Mickey Thomas

Personal information
- Full name: Michael Reginald Thomas
- Date of birth: 7 July 1954 (age 72)
- Place of birth: Mochdre, Wales
- Height: 5 ft 6 in (1.68 m)
- Position: Winger

Senior career*
- Years: Team / Apps / (Gls)
- 1972–1978: Wrexham / 230 / (33)
- 1978–1981: Manchester United / 90 / (11)
- 1981: Everton / 10 / (0)
- 1981–1982: Brighton & Hove Albion / 20 / (0)
- 1982–1984: Stoke City / 57 / (14)
- 1984–1985: Chelsea / 44 / (9)
- 1985–1986: West Bromwich Albion / 20 / (0)
- 1986: → Derby County (loan) / 9 / (0)
- 1986–1988: Wichita Wings / 76 / (28)
- 1988–1989: Shrewsbury Town / 40 / (1)
- 1989–1990: Leeds United / 3 / (0)
- 1990–1991: Stoke City / 46 / (7)
- 1991–1993: Wrexham / 34 / (2)
- 1994: Porthmadog / ? / (?)
- Total:  / 679 / (105)

International career
- 1976–1986: Wales / 51 / (4)

Managerial career
- 1994: Porthmadog

= Mickey Thomas (footballer) =

Welsh footballer

Michael Reginald Thomas (born 7 July 1954) is a Welsh former footballer who played as a winger. At club level, he played for Wrexham, Manchester United, Everton, Brighton & Hove Albion, Stoke City, Chelsea, West Bromwich Albion, Derby County, Shrewsbury Town and Leeds United. As a Welsh international, he made 51 appearances and scored four goals.

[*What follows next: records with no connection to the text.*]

//! Character growth
//!
//! Applied once per frame from the current score. Below the first threshold
//! the character is always forced back to the small build; the two upgrades
//! only fire from the tier directly beneath them, so each happens once.

use super::state::{Character, SizeTier, Sprite};
use crate::settings::Settings;

/// Update tier, velocity, hitbox and sprite for `score`
pub fn apply_growth(character: &mut Character, score: i64, settings: &Settings) {
    if score < settings.growth_big_threshold {
        character.tier = SizeTier::Small;
        character.velocity = settings.base_velocity;
        character.collision_radius = settings.base_collision_radius;
    }

    if score >= settings.growth_big_threshold && character.tier == SizeTier::Small {
        character.tier = SizeTier::Big;
        character.velocity -= 1.0;
        character.collision_radius += settings.big_radius_bonus;
    } else if score >= settings.growth_very_big_threshold && character.tier == SizeTier::Big {
        character.tier = SizeTier::VeryBig;
        character.velocity -= 1.0;
        character.collision_radius += settings.very_big_radius_bonus;
    }

    character.sprite = Sprite::Character(character.species, character.tier);
}

#[cfg(test)]
mod tests {
    use super::*;
    use crate::sim::Species;
    use glam::Vec2;
    use proptest::prelude::*;

    fn pig() -> (Character, Settings) {
        let settings = Settings::default();
        let pig = Character::new(Species::Pig, Vec2::new(400.0, 350.0), &settings);
        (pig, settings)
    }

    #[test]
    fn test_small_below_fifty() {
        let (mut pig, settings) = pig();
        apply_growth(&mut pig, 49, &settings);
        assert_eq!(pig.tier, SizeTier::Small);
        assert_eq!(pig.velocity, 4.0);
        assert_eq!(pig.collision_radius, 40.0);
        assert_eq!(pig.sprite, Sprite::Character(Species::Pig, SizeTier::Small));
    }

    #[test]
    fn test_big_fires_once() {
        let (mut pig, settings) = pig();
        for _ in 0..10 {
            apply_growth(&mut pig, 75, &settings);
        }
        assert_eq!(pig.tier, SizeTier::Big);
        assert_eq!(pig.velocity, 3.0);
        assert_eq!(pig.collision_radius, 55.0);
        assert_eq!(pig.sprite, Sprite::Character(Species::Pig, SizeTier::Big));
    }

    #[test]
    fn test_very_big_needs_two_frames() {
        let (mut pig, settings) = pig();
        apply_growth(&mut pig, 120, &settings);
        assert_eq!(pig.tier, SizeTier::Big);

        apply_growth(&mut pig, 120, &settings);
        assert_eq!(pig.tier, SizeTier::VeryBig);
        assert_eq!(pig.velocity, 2.0);
        assert_eq!(pig.collision_radius, 65.0);

        for _ in 0..10 {
            apply_growth(&mut pig, 500, &settings);
        }
        assert_eq!(pig.tier, SizeTier::VeryBig);
        assert_eq!(pig.velocity, 2.0);
        assert_eq!(pig.collision_radius, 65.0);
    }

    #[test]
    fn test_drop_below_fifty_resets() {
        let (mut pig, settings) = pig();
        apply_growth(&mut pig, 60, &settings);
        apply_growth(&mut pig, 0, &settings);
        assert_eq!(pig.tier, SizeTier::Small);
        assert_eq!(pig.velocity, 4.0);
        assert_eq!(pig.collision_radius, 40.0);
    }

    proptest! {
        #[test]
        fn tier_never_shrinks_while_score_climbs(mut scores in proptest::collection::vec(0i64..200, 1..100)) {
            scores.sort_unstable();
            let (mut pig, settings) = pig();
            let mut previous = SizeTier::Small;
            for score in scores {
                apply_growth(&mut pig, score, &settings);
                prop_assert!(pig.tier >= previous);
                if score < 50 {
                    prop_assert_eq!(pig.tier, SizeTier::Small);
                } else {
                    prop_assert!(pig.tier >= SizeTier::Big);
                }
                previous = pig.tier;
            }
        }
    }
}
//! Wolf motion
//!
//! Wolves sweep horizontally and drop (or climb) one vertical step each time
//! they hit a side wall, which gives a zig-zag bounce rather than a billiard
//! reflection.

use glam::Vec2;
use rand::Rng;
use serde::{Deserialize, Serialize};

use super::state::{GameEvent, GameState, Sprite};
use crate::settings::Settings;

/// Spawn range of a fresh wolf (top-left corner)
pub const SPAWN_X_RANGE: std::ops::RangeInclusive<i32> = 150..=900;
pub const SPAWN_Y_RANGE: std::ops::RangeInclusive<i32> = 10..=100;

/// A roaming wolf
#[derive(Debug, Clone, Serialize, Deserialize)]
pub struct Predator {
    pub id: u32,
    /// Top-left corner
    pub pos: Vec2,
    /// Signed horizontal step per tick
    pub step_x: f32,
    /// Vertical displacement applied on each side-wall hit
    pub vertical_step: f32,
    /// +1 moves down on the next side-wall hit, -1 moves up
    pub direction_y: f32,
    pub sprite: Sprite,
}

impl Predator {
    pub fn new(id: u32, pos: Vec2, settings: &Settings) -> Self {
        Self {
            id,
            pos,
            step_x: settings.predator_step,
            vertical_step: settings.predator_vertical_step,
            direction_y: 1.0,
            sprite: Sprite::Wolf,
        }
    }

    /// Advance one tick inside `[0, bounds]`
    ///
    /// The step is applied first, then the walls are checked in the fixed
    /// order left, right, top, bottom. A side-wall hit clamps x, forces the
    /// step to point back inside and shifts y by one vertical step in the
    /// current direction; the top/bottom checks then clamp y and pick the
    /// direction for the next side-wall hit. Both axes may fire in one tick.
    pub fn advance(&mut self, bounds: Vec2, step: f32) {
        self.pos.x += self.step_x;

        if self.pos.x < 0.0 {
            self.pos.x = 0.0;
            self.step_x = step;
            self.pos.y += self.direction_y * self.vertical_step;
        }
        if self.pos.x >= bounds.x {
            self.pos.x = bounds.x;
            self.step_x = -step;
            self.pos.y += self.direction_y * self.vertical_step;
        }
        if self.pos.y < 0.0 {
            self.pos.y = 0.0;
            self.direction_y = 1.0;
        }
        if self.pos.y >= bounds.y {
            self.pos.y = bounds.y;
            self.direction_y = -1.0;
        }
    }

    /// Superpower: turn around on both axes
    pub fn reverse(&mut self) {
        self.direction_y = -self.direction_y;
        self.step_x = -self.step_x;
    }
}

impl GameState {
    /// Add one wolf at a random position with default motion
    pub fn spawn_predator(&mut self) -> u32 {
        let id = self.next_entity_id();
        let pos = Vec2::new(
            self.rng.random_range(SPAWN_X_RANGE) as f32,
            self.rng.random_range(SPAWN_Y_RANGE) as f32,
        );
        self.predators.push(Predator::new(id, pos, &self.settings));
        id
    }

    /// Move every wolf one tick
    pub fn advance_predators(&mut self) {
        let bounds = self.settings.bounds();
        let step = self.settings.predator_step;
        for predator in &mut self.predators {
            predator.advance(bounds, step);
        }
    }

    /// Spawn one extra wolf when the score has caught up with the pack size
    pub fn reinforce_predators(&mut self) -> Option<GameEvent> {
        let threshold = self.settings.predator_spawn_ratio * self.predators.len() as i64;
        if self.score.get() < threshold {
            return None;
        }
        let id = self.spawn_predator();
        let count = self.predators.len();
        log::debug!("Wolf {id} joined (pack of {count})");
        Some(GameEvent::PredatorSpawned { id, count })
    }
}

#[cfg(test)]
mod tests {
    use super::*;
    use proptest::prelude::*;

    const BOUNDS: Vec2 = Vec2::new(930.0, 530.0);

    fn wolf_at(x: f32, y: f32, step_x: f32) -> Predator {
        let mut wolf = Predator::new(1, Vec2::new(x, y), &Settings::default());
        wolf.step_x = step_x;
        wolf
    }

    #[test]
    fn test_left_wall_forces_rightward_step() {
        let mut wolf = wolf_at(0.0, 100.0, -3.0);
        wolf.advance(BOUNDS, 3.0);
        assert_eq!(wolf.step_x, 3.0);
        assert_eq!(wolf.pos, Vec2::new(0.0, 140.0));

        for _ in 0..50 {
            wolf.advance(BOUNDS, 3.0);
            assert_eq!(wolf.step_x, 3.0);
        }
    }

    #[test]
    fn test_right_wall_forces_leftward_step() {
        let mut wolf = wolf_at(929.0, 100.0, 3.0);
        wolf.advance(BOUNDS, 3.0);
        assert_eq!(wolf.pos.x, 930.0);
        assert_eq!(wolf.step_x, -3.0);
        assert_eq!(wolf.pos.y, 140.0);

        wolf.advance(BOUNDS, 3.0);
        assert_eq!(wolf.pos, Vec2::new(927.0, 140.0));
    }

    #[test]
    fn test_bottom_flips_vertical_direction() {
        let mut wolf = wolf_at(929.0, 520.0, 3.0);
        wolf.advance(BOUNDS, 3.0);
        assert_eq!(wolf.pos, Vec2::new(930.0, 530.0));
        assert_eq!(wolf.direction_y, -1.0);
    }

    #[test]
    fn test_corner_hits_both_axes() {
        let mut wolf = wolf_at(1.0, 20.0, -3.0);
        wolf.direction_y = -1.0;
        wolf.advance(BOUNDS, 3.0);
        assert_eq!(wolf.pos, Vec2::ZERO);
        assert_eq!(wolf.step_x, 3.0);
        assert_eq!(wolf.direction_y, 1.0);
    }

    #[test]
    fn test_open_field_moves_horizontally_only() {
        let mut wolf = wolf_at(300.0, 200.0, 3.0);
        wolf.advance(BOUNDS, 3.0);
        assert_eq!(wolf.pos, Vec2::new(303.0, 200.0));
    }

    #[test]
    fn test_reverse() {
        let mut wolf = wolf_at(300.0, 200.0, 3.0);
        wolf.reverse();
        assert_eq!(wolf.step_x, -3.0);
        assert_eq!(wolf.direction_y, -1.0);
    }

    #[test]
    fn test_reinforcement_ratio() {
        let mut state = GameState::new(Settings::default(), 3);
        assert!(state.reinforce_predators().is_none());

        state.score.add(10);
        assert!(matches!(
            state.reinforce_predators(),
            Some(GameEvent::PredatorSpawned { count: 2, .. })
        ));
        assert!(state.reinforce_predators().is_none());
    }

    #[test]
    fn test_spawned_wolves_use_spawn_range() {
        let mut state = GameState::new(Settings::default(), 42);
        for _ in 0..100 {
            state.spawn_predator();
        }
        for wolf in &state.predators {
            assert!((150.0..=900.0).contains(&wolf.pos.x));
            assert!((10.0..=100.0).contains(&wolf.pos.y));
            assert_eq!(wolf.step_x, 3.0);
            assert_eq!(wolf.vertical_step, 40.0);
            assert_eq!(wolf.direction_y, 1.0);
        }
    }

    proptest! {
        #[test]
        fn wolves_stay_inside_bounds(
            x in 0i32..=930,
            y in 0i32..=530,
            rightward in any::<bool>(),
            reversals in proptest::collection::vec(0usize..2000, 0..5),
            ticks in 1usize..2000,
        ) {
            let step = if rightward { 3.0 } else { -3.0 };
            let mut wolf = wolf_at(x as f32, y as f32, step);
            for t in 0..ticks {
                if reversals.contains(&t) {
                    wolf.reverse();
                }
                wolf.advance(BOUNDS, 3.0);
                prop_assert!((0.0..=930.0).contains(&wolf.pos.x));
                prop_assert!((0.0..=530.0).contains(&wolf.pos.y));
                prop_assert_eq!(wolf.step_x.abs(), 3.0);
            }
        }
    }
}
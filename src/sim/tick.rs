//! One simulation step of active play
//!
//! Order within a tick: held-key movement, superpower presses, settle the
//! frame (clamp, growth, score floor, wolf motion), apples, reinforcement,
//! and finally the wolf collision check.

use super::growth::apply_growth;
use super::state::{GameEvent, GameState};
use crate::clamp_to_bounds;

/// Input commands for a single tick
#[derive(Debug, Clone, Default)]
pub struct TickInput {
    /// Held direction keys (independent axes, diagonals allowed)
    pub left: bool,
    pub right: bool,
    pub up: bool,
    pub down: bool,
    /// Superpower key presses since the previous tick
    pub superpowers: u32,
}

/// Advance the game state by one tick
pub fn tick(state: &mut GameState, input: &TickInput) -> Vec<GameEvent> {
    let mut events = Vec::new();
    state.time_ticks += 1;

    // Movement happens before the clamp, so a held key can push the
    // character briefly past the edge within the tick
    let character = state.character_mut();
    let vel = character.velocity;
    if input.left {
        character.pos.x -= vel;
    }
    if input.right {
        character.pos.x += vel;
    }
    if input.up {
        character.pos.y -= vel;
    }
    if input.down {
        character.pos.y += vel;
    }

    for _ in 0..input.superpowers {
        let cue = state.character().cue;
        for predator in &mut state.predators {
            predator.reverse();
        }
        state.score.sub(1);
        log::debug!("Superpower used, ledger at {}", state.score.raw());
        events.push(GameEvent::Superpower { cue });
    }

    // Frame settle
    let bounds = state.settings.bounds();
    let score = state.score.raw();
    let settings = state.settings.clone();
    let character = state.character_mut();
    character.pos = clamp_to_bounds(character.pos, bounds);
    apply_growth(character, score, &settings);
    state.score.settle();
    state.advance_predators();

    events.extend(state.consume_apples());
    events.extend(state.reinforce_predators());

    let character = state.character();
    if let Some(predator) = state.predators.iter().find(|p| character.touches(p.pos)) {
        events.push(GameEvent::Caught {
            predator: predator.id,
        });
    }

    events
}
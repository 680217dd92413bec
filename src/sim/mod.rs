//! Simulation module
//!
//! All gameplay rules live here. This module must stay free of rendering and
//! platform dependencies:
//! - Seeded RNG only
//! - Stable iteration order (insertion order of entities)
//! - One call to `tick` per rendered play frame

pub mod collision;
pub mod growth;
pub mod pickups;
pub mod predator;
pub mod state;
pub mod tick;

pub use collision::collides;
pub use growth::apply_growth;
pub use predator::Predator;
pub use state::{
    Apple, Character, GameEvent, GameState, Score, SizeTier, Species, Sprite,
};
pub use tick::{TickInput, tick};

Thomas began his career with local side Wrexham where he spent eight seasons and earned a move to Manchester United in 1978. After three seasons at Old Trafford, Thomas had short spells at Everton and Brighton & Hove Albion before joining Stoke City in August 1982. After one and a half seasons at the Victoria Ground, he moved on to Chelsea, with whom he helped gain promotion in 1983–84. He then played for West Bromwich Albion and Derby County and also spent two years in the United States playing indoor football for Wichita Wings. He moved back to England in 1988 to play for Shrewsbury Town and Leeds United before making returns to Stoke City and Wrexham.

==Playing career==
Thomas was born in Mochdre, Conwy, Wales, and was among a group of notable footballers to come out of North West Wales during the 1970s and 1980s. Local factory Quinton Hazell bought him a pair of boots when he was at school in the mid-1960s, and at the age of 13 Thomas was a success as left wing on the factory's Conwy League men's team. By 15, he and friend Joey Jones were taken on by Wrexham. Though the first two years were spent cleaning boots, the changing rooms and the whole stadium, Thomas made his first-team debut in the 1971–72 season, when still only 17. Under manager John Neal he helped Wrexham establish their giant-killing reputation by reaching the quarter finals of the FA Cup in 1974 and the quarter finals of the European Cup Winners' Cup in 1976, when they lost to the eventual winners, Anderlecht of Belgium. After helping Wrexham storm to the Third Division title in 1977–78, Thomas crossed the border to England and joined Manchester United. He played 110 games and scored 15 goals for the Red Devils, collecting an FA Cup runners-up medal in 1979.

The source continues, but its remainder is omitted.